The problem:
Where does the string "graph" occur in the records? Copy each line that holds it.

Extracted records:
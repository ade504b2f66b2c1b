//! Pure graph and job-state logic for the face-swap render pipeline.
//!
//! Nothing in this crate performs I/O. It models the workflow graph
//! document, discovers and binds the two input-image slots, and turns a
//! terminal job status into output artifact descriptors. The HTTP side
//! lives in `faceswap-comfyui`; composition lives in `faceswap-pipeline`.

pub mod collect;
pub mod error;
pub mod graph;
pub mod patch;
pub mod slots;
pub mod status;
pub mod types;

Solution for this exercise:
//! Pure graph and job-state logic for the face-swap render pipeline.
//! Nothing in this crate performs I/O. It models the workflow graph
pub mod graph;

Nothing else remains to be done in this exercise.